I've learned that people will forget what you said, people will forget what you did, but people will never forget how you made them feel.

-Maya Angelou


My father Arnold was a man who liked to be at home. He was a World War Two veteran who had been a supply Sergeant in a Negro unit, as it was called in the racially segregated U.S. Army of the 1940s. His quartermaster company coordinated efforts with the Red Ball Express, a transportation convoy that rushed supplies to the front in 1944. They advanced through France and Belgium and went on in the direction of Germany. He had little desire to revisit his grim memories of that time but there were three stories that I remember him telling me when I was a boy.  The first was how he, having finished three years of college, wanted to go to officer’s candidate school and how his commanding officer would always take his application, glance at it, ball it up and toss it into the wastebasket.  The second story took place in England and was about a man known as Big John who took on a group of American soldiers from the south who did not like the idea of Negroes being in an English bar.  Big John, my father and two other black soldiers had to fight their way out of the pub but only after Big John had thrown two antagonists over the second floor banisters. The last was how most of the black men in his company during Basic Training came from the Deep South and how they enjoyed having a little fun with the northern ones by putting snakes in their beds.

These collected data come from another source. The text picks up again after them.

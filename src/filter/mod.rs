//! Photometric iterated EKF.
//!
//! - [`layout`]: index map of the error state
//! - [`state`]: manifold mean, covariance and its guarded write path
//! - [`prediction`]: IMU propagation
//! - [`update`]: patch-intensity IEKF update
//! - [`feature_manager`]: slot removal and initialization
//! - [`anchor`]: robocentric anchor reset
//! - [`pose_update`]: external pose measurements
//! - [`estimator`]: synchronous sequencing of all of the above

pub mod anchor;
pub mod estimator;
pub mod feature;
pub mod feature_manager;
pub mod layout;
pub mod numeric;
pub mod pose_update;
pub mod prediction;
pub mod robust;
pub mod state;
pub mod update;

pub use estimator::{Estimator, JacobianCheck};
pub use feature::{DepthParameterization, FeatureArena, FeatureSlot, FeatureStatistics, TrackStatus};
pub use layout::StateLayout;
pub use pose_update::{PoseMeasurement, PoseUpdateReport};
pub use robust::RobustKernel;
pub use state::{FeatureMean, FilterState, StateMean};
pub use update::{SkipReason, UpdateReport};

My father had been drafted shortly after Pearl Harbor and was not discharged until late 1945. He didn’t believe in lecturing children.  He told brief stories and let me think about them. I learned that it was important to be prepared for things that may cause you trouble. I learned that you needed to work if you were going to get anything in life. I learned that you needed to believe in something greater than yourself. My father and mother took me to church, museums and libraries.
I also got to see a lot of movies, especially the ones with Sidney Poitier, Dorothy Dandridge, Pearl Bailey, Brock Peters and Harry Belafonte.

I am very fortunate to still have my mother Corrine who is lucid and energetic at 88.  Although she has a few of her own favorite stories about conflict and adversity, she is essentially the family’s optimist and has always focused on the importance of faith, personal growth and enrichment. She would not just take me to the library or museum, she would bring my friends along as well. I have always associated her with learning.  When I was in grade school, I can remember her reading  “A Street Car Named Desire,” which seemed a strange title for a play.  She once showed me a novel by Richard Wright and pointed to his picture on the cover so that I would see he was an African American. I read some of her copy of Salinger’s “The Catcher In The Rye” until she took it away and told me that this one was for later.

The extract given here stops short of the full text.